▶ _Materials provided_
%%

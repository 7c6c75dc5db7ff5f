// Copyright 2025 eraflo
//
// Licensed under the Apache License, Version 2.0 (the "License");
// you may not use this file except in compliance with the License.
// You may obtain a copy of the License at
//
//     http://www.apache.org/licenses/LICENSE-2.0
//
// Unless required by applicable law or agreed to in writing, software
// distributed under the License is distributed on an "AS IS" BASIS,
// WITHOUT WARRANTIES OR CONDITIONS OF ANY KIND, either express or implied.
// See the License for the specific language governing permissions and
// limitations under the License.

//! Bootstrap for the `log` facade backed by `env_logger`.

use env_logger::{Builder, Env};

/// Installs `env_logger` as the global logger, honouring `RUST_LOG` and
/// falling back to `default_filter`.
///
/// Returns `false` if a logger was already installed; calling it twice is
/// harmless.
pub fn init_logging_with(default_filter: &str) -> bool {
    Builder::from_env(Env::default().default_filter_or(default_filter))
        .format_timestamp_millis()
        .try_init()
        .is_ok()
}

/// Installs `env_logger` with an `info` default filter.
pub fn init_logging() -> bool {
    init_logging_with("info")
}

%%

▶ _Problem_
Everything from the line with "in writing, software" through the line with "pub fn init_logging_with(default_filter: &str)" in the listing above must be retyped exactly, with nothing added.

▶ _Task result_
// Unless required by applicable law or agreed to in writing, software
// distributed under the License is distributed on an "AS IS" BASIS,
// WITHOUT WARRANTIES OR CONDITIONS OF ANY KIND, either express or implied.
// See the License for the specific language governing permissions and
// limitations under the License.

//! Bootstrap for the `log` facade backed by `env_logger`.

use env_logger::{Builder, Env};

/// Installs `env_logger` as the global logger, honouring `RUST_LOG` and
/// falling back to `default_filter`.
///
/// Returns `false` if a logger was already installed; calling it twice is
/// harmless.
pub fn init_logging_with(default_filter: &str) -> bool {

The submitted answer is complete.